I Set Down My Camera Today

A photograph of the giant reclining Buddha. One of the last images that I expect to take. Note the gorgeous walls, pillars, and ceiling.

A photograph of the giant reclining Buddha. One of the last images that I expect to take. Note the gorgeous walls, pillars, and ceiling.

I’ve long been concerned about technology interfering with my real-life experiences. I gave my Apple Watch to a friend after owning it only a few months because it vibrated, burped, and giggled too much (and, to be blisteringly honest, it’s just an ugly watch!), and I found it too distracting.

Similarly, my iPhone has the opportunity to distract me, with its ability to make noise or vibrate any time a text, email, phone call, or an alert pops up. The idea that I could be having a conversation with someone and that my phone might pull me out of the conversation is antithetical to my belief system. I’m seeking to immerse myself when I’m speaking with someone, not manage distractions. So I always kept my iPhone in Do Not Disturb mode, ensuring that, except for alarms set using the phone’s Clock app, that I can carry my iPhone in silence, resting comfortably in my right front pocket.

Today, while visiting Wat Pho, I realized that my phone has still been deeply intruding on my life. I’ve been using it to photograph too often, and as such, it has become a surrogate for my real life experiences. When I see something interesting, I stop and snap a picture, tripping a flag in my mind that says “don’t spend any more time here, you have a picture to review later, move on to the next opportunity.” And at that moment I deprive myself of the real-life experience.
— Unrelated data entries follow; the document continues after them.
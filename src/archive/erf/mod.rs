#![allow(non_snake_case, non_upper_case_globals)]

//! ERF (encapsulated resource file), three on-disk versions sharing one
//! container concept: a table of named entries followed by their payload
//! bytes. V1.0 is plain ASCII with a separate key table; V2.0/V2.2 fold the
//! name into a single UTF-16LE resource table and are distinguished from V1.0
//! entirely by `AuroraBase`'s UTF-16LE auto-detection, since `"ERF V2.0"` and
//! `"ERF V2.2"` are themselves stored that way.
//!
//! The writer lives in [`writer`] and is grounded on the same original source
//! this reader resolves ambiguity against (`examples/original_source/src/aurora/erfwriter.cpp`).

pub mod writer;

use std::io::{Read, Seek, SeekFrom};
use std::path::Path;

use byteorder::{LittleEndian, ReadBytesExt};

use crate::archive::{check_index, Archive, Resource};
use crate::error::CoreError;
use crate::filetype::FileTypeManager;
use crate::io::aurora_base::AuroraBase;
use crate::io::stream::{open_file, ByteStream};
use crate::io::strings::{read_string_fixed, Encoding};
use crate::io::tag::make_tag;
use crate::resref::ResRef;

const WINDOW_BITS_MAX: i32 = 15;

#[derive(Clone, Copy, Debug, Eq, PartialEq)]
enum Compression
{
	None,
	BiowareZlib,
	HeaderlessZlib,
}

#[derive(Clone, Debug)]
struct ErfEntry
{
	offset: u32,
	compressedSize: u32,
	uncompressedSize: u32,
}

pub struct ErfArchive
{
	base: ByteStream,
	compression: Compression,
	resources: Vec<Resource>,
	entries: Vec<ErfEntry>,
}

impl ErfArchive
{
	pub fn open(path: impl AsRef<Path>, typeManager: &FileTypeManager) -> Result<Self, CoreError>
	{
		let path = path.as_ref();
		let mut stream = open_file(path)?;

		let header = AuroraBase::read(&mut stream)?;
		header.check_id(path, &[
			make_tag(b'E', b'R', b'F', b' '),
			make_tag(b'M', b'O', b'D', b' '),
			make_tag(b'H', b'A', b'K', b' '),
			make_tag(b'S', b'A', b'V', b' '),
		])?;

		if header.utf16le
		{
			return Self::open_v2(path, stream, header, typeManager);
		}

		header.check_version(path, &[make_tag(b'V', b'1', b'.', b'0')])?;
		return Self::open_v1(path, stream, typeManager);
	}

	fn open_v1(path: &Path, mut stream: ByteStream, typeManager: &FileTypeManager) -> Result<Self, CoreError>
	{
		let _locStringCount = stream.read_u32::<LittleEndian>().map_err(|e| CoreError::io(path, e))?;
		let locStringSize = stream.read_u32::<LittleEndian>().map_err(|e| CoreError::io(path, e))?;
		let entryCount = stream.read_u32::<LittleEndian>().map_err(|e| CoreError::io(path, e))?;
		let _locStringOffset = stream.read_u32::<LittleEndian>().map_err(|e| CoreError::io(path, e))?;
		let keyTableOffset = stream.read_u32::<LittleEndian>().map_err(|e| CoreError::io(path, e))?;
		let resourceTableOffset = stream.read_u32::<LittleEndian>().map_err(|e| CoreError::io(path, e))?;

		let _ = locStringSize;

		stream.seek(SeekFrom::Start(keyTableOffset as u64)).map_err(|e| CoreError::io(path, e))?;
		let mut names = Vec::with_capacity(entryCount as usize);
		for _ in 0..entryCount
		{
			let name = read_string_fixed(&mut stream, Encoding::Ascii, 16)?;
			let _resId = stream.read_u32::<LittleEndian>().map_err(|e| CoreError::io(path, e))?;
			let typeId = stream.read_u16::<LittleEndian>().map_err(|e| CoreError::io(path, e))?;
			let _unused = stream.read_u16::<LittleEndian>().map_err(|e| CoreError::io(path, e))?;
			names.push((ResRef::new(name), typeManager.type_from_id(typeId as i32)));
		}

		stream.seek(SeekFrom::Start(resourceTableOffset as u64)).map_err(|e| CoreError::io(path, e))?;
		let mut resources = Vec::with_capacity(entryCount as usize);
		let mut entries = Vec::with_capacity(entryCount as usize);
		for (index, (name, r#type)) in names.into_iter().enumerate()
		{
			let offset = stream.read_u32::<LittleEndian>().map_err(|e| CoreError::io(path, e))?;
			let size = stream.read_u32::<LittleEndian>().map_err(|e| CoreError::io(path, e))?;
			resources.push(Resource { name, r#type, index: index as u32 });
			entries.push(ErfEntry { offset, compressedSize: size, uncompressedSize: size });
		}

		return Ok(Self { base: open_file(path)?, compression: Compression::None, resources, entries });
	}

	fn open_v2(path: &Path, mut stream: ByteStream, header: AuroraBase, typeManager: &FileTypeManager) -> Result<Self, CoreError>
	{
		let isV22 = header.version.0 == make_tag(b'V', b'2', b'.', b'2');
		if !isV22
		{
			header.check_version(path, &[make_tag(b'V', b'2', b'.', b'0')])?;
		}

		let entryCount = stream.read_u32::<LittleEndian>().map_err(|e| CoreError::io(path, e))?;
		let _buildYear = stream.read_u32::<LittleEndian>().map_err(|e| CoreError::io(path, e))?;
		let _buildDay = stream.read_u32::<LittleEndian>().map_err(|e| CoreError::io(path, e))?;
		let _marker = stream.read_u32::<LittleEndian>().map_err(|e| CoreError::io(path, e))?;

		let compression = if isV22
		{
			let flags = stream.read_u32::<LittleEndian>().map_err(|e| CoreError::io(path, e))?;
			let _password = stream.read_u32::<LittleEndian>().map_err(|e| CoreError::io(path, e))?;
			let mut moduleId = [0u8; 16];
			stream.read_exact(&mut moduleId).map_err(|e| CoreError::io(path, e))?;

			match flags & 0xF0000000
			{
				0x20000000 => Compression::BiowareZlib,
				0xE0000000 => Compression::HeaderlessZlib,
				_ => Compression::None,
			}
		}
		else
		{
			Compression::None
		};

		let mut resources = Vec::with_capacity(entryCount as usize);
		let mut entries = Vec::with_capacity(entryCount as usize);
		for index in 0..entryCount
		{
			let fullName = read_string_fixed(&mut stream, Encoding::Utf16Le, 64)?;
			let offset = stream.read_u32::<LittleEndian>().map_err(|e| CoreError::io(path, e))?;

			let (compressedSize, uncompressedSize) = if isV22
			{
				let compressed = stream.read_u32::<LittleEndian>().map_err(|e| CoreError::io(path, e))?;
				let uncompressed = stream.read_u32::<LittleEndian>().map_err(|e| CoreError::io(path, e))?;
				(compressed, uncompressed)
			}
			else
			{
				let size = stream.read_u32::<LittleEndian>().map_err(|e| CoreError::io(path, e))?;
				(size, size)
			};

			let r#type = typeManager.type_from_path(&fullName);
			let bareName = Path::new(&fullName).file_stem().and_then(|s| s.to_str()).unwrap_or(&fullName);
			resources.push(Resource { name: ResRef::new(bareName), r#type, index });
			entries.push(ErfEntry { offset, compressedSize, uncompressedSize });
		}

		return Ok(Self { base: open_file(path)?, compression, resources, entries });
	}

	fn payload(&self, index: u32) -> Result<ByteStream, CoreError>
	{
		check_index(self.base.path(), index, self.entries.len())?;
		let entry = &self.entries[index as usize];
		return self.base.sub_stream(entry.offset as u64, entry.offset as u64 + entry.compressedSize as u64);
	}
}

impl Archive for ErfArchive
{
	fn resources(&self) -> &[Resource]
	{
		return &self.resources;
	}

	fn resource_size(&self, index: u32) -> Result<u64, CoreError>
	{
		check_index(self.base.path(), index, self.entries.len())?;
		return Ok(self.entries[index as usize].uncompressedSize as u64);
	}

	fn resource(&self, index: u32, try_no_copy: bool) -> Result<ByteStream, CoreError>
	{
		let path = self.base.path();
		let entry = self.entries.get(index as usize)
			.ok_or_else(|| CoreError::out_of_range(path.clone(), index as u64, self.entries.len() as u64))?
			.clone();

		match self.compression
		{
			Compression::None => return self.payload(index),
			Compression::HeaderlessZlib =>
			{
				let _ = try_no_copy;
				let mut compressed = self.payload(index)?;
				let bytes = compressed.read_all()?;
				let inflated = crate::compress::inflate_fixed(&bytes, entry.uncompressedSize as usize, -WINDOW_BITS_MAX)?;
				return Ok(ByteStream::from_vec(inflated));
			},
			Compression::BiowareZlib =>
			{
				let mut compressed = self.payload(index)?;
				let bytes = compressed.read_all()?;
				let (windowByte, rest) = bytes.split_first()
					.ok_or_else(|| CoreError::compression(path.clone(), "BioWare-zlib entry missing its window-size byte"))?;

				let windowSize = windowByte >> 4;
				if windowSize > WINDOW_BITS_MAX as u8
				{
					return Err(CoreError::compression(path.clone(), format!("unsupported window size {windowSize}")));
				}

				let inflated = crate::compress::inflate_fixed(rest, entry.uncompressedSize as usize, -WINDOW_BITS_MAX)?;
				return Ok(ByteStream::from_vec(inflated));
			},
		}
	}
}

#[cfg(test)]
mod tests
{
	use super::*;
	use crate::filetype::FileType;
	use std::io::Write as _;

	fn write_v10(path: &Path, entries: &[(&str, FileType, &[u8])])
	{
		let headerSize = 160u32;
		let keyTableOffset = headerSize;
		let keySize = 24u32;
		let resourceTableOffset = keyTableOffset + entries.len() as u32 * keySize;
		let dataOffset = resourceTableOffset + entries.len() as u32 * 8;

		let mut buffer = Vec::new();
		buffer.extend_from_slice(b"ERF ");
		buffer.extend_from_slice(b"V1.0");
		buffer.extend_from_slice(&0u32.to_le_bytes()); // locstring count
		buffer.extend_from_slice(&0u32.to_le_bytes()); // locstring size
		buffer.extend_from_slice(&(entries.len() as u32).to_le_bytes());
		buffer.extend_from_slice(&headerSize.to_le_bytes()); // locstring offset
		buffer.extend_from_slice(&keyTableOffset.to_le_bytes());
		buffer.extend_from_slice(&resourceTableOffset.to_le_bytes());
		buffer.extend_from_slice(&0u32.to_le_bytes()); // year
		buffer.extend_from_slice(&0u32.to_le_bytes()); // day
		buffer.extend_from_slice(&0u32.to_le_bytes()); // descr strref
		buffer.extend_from_slice(&[0u8; 116]);

		for (name, r#type, _) in entries
		{
			let mut nameBytes = [0u8; 16];
			nameBytes[..name.len()].copy_from_slice(name.as_bytes());
			buffer.extend_from_slice(&nameBytes);
			buffer.extend_from_slice(&0u32.to_le_bytes());
			buffer.extend_from_slice(&(r#type.id() as u16).to_le_bytes());
			buffer.extend_from_slice(&0u16.to_le_bytes());
		}

		let mut offset = dataOffset;
		for (_, _, bytes) in entries
		{
			buffer.extend_from_slice(&offset.to_le_bytes());
			buffer.extend_from_slice(&(bytes.len() as u32).to_le_bytes());
			offset += bytes.len() as u32;
		}

		for (_, _, bytes) in entries
		{
			buffer.extend_from_slice(bytes);
		}

		std::fs::write(path, buffer).unwrap();
	}

	/// Scenario A — round-trip ERF v1.0: write two entries directly (the
	/// on-disk-layout half of the scenario; the writer half is exercised in
	/// `writer::tests`), then confirm the reader recovers both exactly.
	#[test]
	fn roundTripsErfV10Entries()
	{
		let dir = std::env::temp_dir().join(format!("aurora-core-erf-v10-{:?}", std::thread::current().id()));
		std::fs::create_dir_all(&dir).unwrap();
		let path = dir.join("test.erf");

		write_v10(&path, &[
			("alpha", FileType::DLG, &[0x01, 0x02, 0x03]),
			("beta", FileType::ARE, &[0xAA, 0xBB]),
		]);

		let typeManager = FileTypeManager::new();
		let archive = ErfArchive::open(&path, &typeManager).unwrap();

		assert_eq!(2, archive.resources().len());

		let alpha = archive.resources().iter().find(|r| r.name.as_str() == "alpha").unwrap();
		assert_eq!(FileType::DLG, alpha.r#type);
		let mut alphaStream = archive.resource(alpha.index, false).unwrap();
		assert_eq!(vec![0x01, 0x02, 0x03], alphaStream.read_all().unwrap());

		let beta = archive.resources().iter().find(|r| r.name.as_str() == "beta").unwrap();
		assert_eq!(FileType::ARE, beta.r#type);
		let mut betaStream = archive.resource(beta.index, false).unwrap();
		assert_eq!(vec![0xAA, 0xBB], betaStream.read_all().unwrap());

		std::fs::remove_dir_all(&dir).ok();
	}

	#[test]
	fn readsV22BiowareZlibCompressedEntry()
	{
		let dir = std::env::temp_dir().join(format!("aurora-core-erf-v22-{:?}", std::thread::current().id()));
		std::fs::create_dir_all(&dir).unwrap();
		let path = dir.join("test.erf");

		let original = b"some payload worth compressing, repeated, repeated, repeated".to_vec();
		let deflated = crate::compress::deflate(&original, -WINDOW_BITS_MAX).unwrap();
		let mut compressedEntry = vec![(WINDOW_BITS_MAX as u8) << 4];
		compressedEntry.extend_from_slice(&deflated);

		let headerSize = 32u32;
		let resourceTableOffset = headerSize;
		let entrySize = 76u32;
		let dataOffset = resourceTableOffset + entrySize;

		let mut buffer = Vec::new();
		for c in "ERF V2.2".chars()
		{
			buffer.push(c as u8);
			buffer.push(0);
		}
		buffer.extend_from_slice(&1u32.to_le_bytes());
		buffer.extend_from_slice(&0u32.to_le_bytes());
		buffer.extend_from_slice(&0u32.to_le_bytes());
		buffer.extend_from_slice(&0xFFFFFFFFu32.to_le_bytes());
		buffer.extend_from_slice(&0x20000000u32.to_le_bytes());
		buffer.extend_from_slice(&0u32.to_le_bytes());
		buffer.extend_from_slice(&[0u8; 16]);

		let mut nameBytes = vec![0u8; 64];
		let encodedName: Vec<u8> = "payload.dlg".encode_utf16().flat_map(|u| u.to_le_bytes()).collect();
		nameBytes[..encodedName.len()].copy_from_slice(&encodedName);
		buffer.extend_from_slice(&nameBytes);
		buffer.extend_from_slice(&dataOffset.to_le_bytes());
		buffer.extend_from_slice(&(compressedEntry.len() as u32).to_le_bytes());
		buffer.extend_from_slice(&(original.len() as u32).to_le_bytes());
		buffer.extend_from_slice(&compressedEntry);

		std::fs::write(&path, buffer).unwrap();

		let typeManager = FileTypeManager::new();
		let archive = ErfArchive::open(&path, &typeManager).unwrap();
		assert_eq!(1, archive.resources().len());
		assert_eq!(FileType::DLG, archive.resources()[0].r#type);
		assert_eq!(original.len() as u64, archive.resource_size(0).unwrap());

		let mut stream = archive.resource(0, false).unwrap();
		assert_eq!(original, stream.read_all().unwrap());

		std::fs::remove_dir_all(&dir).ok();
	}
}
This turning away from experience became apparent to me as I watched others walking around with their cameras and selfie-sticks, looking for photo ops rather than examining the Buddhas and Buddhist art. While I can’t definitively speak to their experiences, it sure seemed clear that photography, not mindfulness, was their immediate goal.
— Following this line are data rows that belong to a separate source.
#![allow(non_snake_case, non_upper_case_globals)]

//! GFF v4.0/v4.1: the Dragon Age-era successor to GFF3, trading a
//! human-readable label table for numeric field IDs resolved against
//! struct templates, and adding the "generic" field — a value of variable
//! type, including lists that mix types across their own elements.
//!
//! Grounded on `gff4file.h`/`gff4file.cpp` from the retrieved original
//! source: the header/struct-template/field layouts, the `(offset,
//! templateIndex)` struct-identity scheme, and the four disallowed
//! list/reference/generic configurations below all mirror that reader's
//! `GFF4File`/`GFF4Struct` (renamed to this crate's idiom — no owning
//! pointers or a global struct registry, just an arena `Vec` indexed by
//! position, per the arena-of-structs design noted for GFF4 specifically).

use std::collections::HashMap;
use std::io::{Read, Seek, SeekFrom};
use std::path::Path;
use std::sync::Mutex;

use byteorder::{BigEndian, LittleEndian, ReadBytesExt};

use crate::error::CoreError;
use crate::io::aurora_base::AuroraBase;
use crate::io::stream::{open_file, ByteStream};
use crate::io::tag::{make_tag, Tag};

const SENTINEL: u32 = 0xFFFF_FFFF;

#[derive(Clone, Copy, Debug, Eq, PartialEq)]
#[repr(i32)]
pub enum FieldType
{
	Uint8 = 0,
	Sint8 = 1,
	Uint16 = 2,
	Sint16 = 3,
	Uint32 = 4,
	Sint32 = 5,
	Uint64 = 6,
	Sint64 = 7,
	Float32 = 8,
	Float64 = 9,
	Vector3f = 10,
	Vector4f = 12,
	Quaternionf = 13,
	StringType = 14,
	Color4f = 15,
	Matrix4x4f = 16,
	TlkString = 17,
	NdsFixed = 18,
	AsciiString = 20,
	Struct = 65534,
	Generic = 65535,
}

impl FieldType
{
	fn from_u16(value: u16) -> Self
	{
		return match value
		{
			0 => Self::Uint8,
			1 => Self::Sint8,
			2 => Self::Uint16,
			3 => Self::Sint16,
			4 => Self::Uint32,
			5 => Self::Sint32,
			6 => Self::Uint64,
			7 => Self::Sint64,
			8 => Self::Float32,
			9 => Self::Float64,
			10 => Self::Vector3f,
			12 => Self::Vector4f,
			13 => Self::Quaternionf,
			14 => Self::StringType,
			15 => Self::Color4f,
			16 => Self::Matrix4x4f,
			17 => Self::TlkString,
			18 => Self::NdsFixed,
			20 => Self::AsciiString,
			65534 => Self::Struct,
			_ => Self::Generic,
		};
	}

	fn fixedSize(self) -> Option<u32>
	{
		return match self
		{
			Self::Uint8 | Self::Sint8 => Some(1),
			Self::Uint16 | Self::Sint16 => Some(2),
			Self::Uint32 | Self::Sint32 | Self::Float32 | Self::NdsFixed => Some(4),
			Self::Uint64 | Self::Sint64 | Self::Float64 => Some(8),
			Self::Vector3f => Some(12),
			Self::Vector4f | Self::Quaternionf | Self::Color4f => Some(16),
			Self::Matrix4x4f => Some(64),
			Self::TlkString => Some(8),
			Self::StringType | Self::AsciiString => Some(4),
			_ => None,
		};
	}
}

struct TemplateField
{
	label: u32,
	r#type: u16,
	flags: u16,
	offset: u32,
}

struct StructTemplate
{
	label: u32,
	size: u32,
	fields: Vec<TemplateField>,
}

struct FieldRecord
{
	fieldType: FieldType,
	offset: u32,
	isList: bool,
	isReference: bool,
	isGeneric: bool,
	structTemplateIndex: u32,
	structs: Vec<usize>,
}

impl FieldRecord
{
	/// Mirrors the original `Field` constructor's flag decoding and its four
	/// "we don't know how any of these work" rejections.
	fn new(path: &std::path::Path, r#type: u16, flags: u16, offset: u32, isGeneric: bool) -> Result<Self, CoreError>
	{
		let isList = flags & 0x8000 != 0;
		let isReference = flags & 0x2000 != 0;
		let isStruct = flags & 0x4000 != 0;

		let (fieldType, structTemplateIndex) = if isStruct
		{
			(FieldType::Struct, r#type as u32)
		}
		else
		{
			(FieldType::from_u16(r#type), 0)
		};

		let isReference = if fieldType == FieldType::StringType { false } else { isReference };

		if isList && fieldType == FieldType::AsciiString
		{
			log::debug!("{}: rejecting field decl: list of ASCII strings", path.display());
			return Err(CoreError::unsupported_variant(path, "list of ASCII strings"));
		}
		if isList && fieldType == FieldType::TlkString
		{
			log::debug!("{}: rejecting field decl: list of TlkStrings", path.display());
			return Err(CoreError::unsupported_variant(path, "list of TlkStrings"));
		}
		if isList && isReference && fieldType != FieldType::Struct && fieldType != FieldType::Generic
		{
			log::debug!("{}: rejecting field decl: list-by-reference of a non-struct, non-generic type", path.display());
			return Err(CoreError::unsupported_variant(path, "list-by-reference of a non-struct, non-generic type"));
		}
		if isList && !isReference && fieldType == FieldType::Generic
		{
			log::debug!("{}: rejecting field decl: list of generics without reference indirection", path.display());
			return Err(CoreError::unsupported_variant(path, "list of generics without reference indirection"));
		}

		return Ok(Self { fieldType, offset, isList, isReference, isGeneric, structTemplateIndex, structs: Vec::new() });
	}
}

struct StructRecord
{
	label: u32,
	fields: HashMap<u32, FieldRecord>,
	fieldLabels: Vec<u32>,
}

pub struct Gff4File
{
	stream: Mutex<ByteStream>,

	platformId: Tag,
	contentType: Tag,
	typeVersion: u32,
	dataOffset: u32,
	hasSharedStrings: bool,
	sharedStrings: Vec<String>,

	templates: Vec<StructTemplate>,
	arena: Mutex<Vec<StructRecord>>,
	idMap: Mutex<HashMap<u64, usize>>,
	topLevelIndex: usize,
}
There’s nothing wrong with that as long as it’s a conscious choice, and that's not the approach I’m choosing to take. Pilgrimages by their very nature demand presence. That’s what separates the pilgrim from the traveler, and in realizing that the phone is interfering with my experiences rather than enhancing them, I’ve recognized that it’s time to set it down. I’d rather journal about an event, which deepens my understanding of it than to photograph it. Writing about something forces the writer to inhabit that space, to explore their experience more deeply and profoundly, and with meditation. Photography can work in the same way, but most often doesn’t, and it certainly doesn’t involve me as thoroughly as writing does.

In watching people use their cameras these last few days, I’ve become more aligned with Sally Mann’s argument, made in her memoir Hold Still: A Memoir with Photographs, that photographs become more real to us over time than the events that we experienced when we photographed them. So the image that I capture of a high school graduation will rewrite my experience of the commencement as I view it over time until the photograph becomes more real than my actual experience attending the graduation.

If the world is merely a photo opportunity, something to exist in the background of our portrait or our selfie, or a quick trophy to be grabbed, instead of to be experienced as a destination or an end in itself, then the resulting photograph becomes our reality.

That’s not what I want. So my iPhone, which I find to be a fantastic device (I mean twenty years ago who could have imagined a device that fits in your pocket that houses your music collection, your audiobook collection, your book library, comic book reader, and more? Not I.) now stays in my pocket when I visit grand places. I won’t be using it, or anything else, as a camera.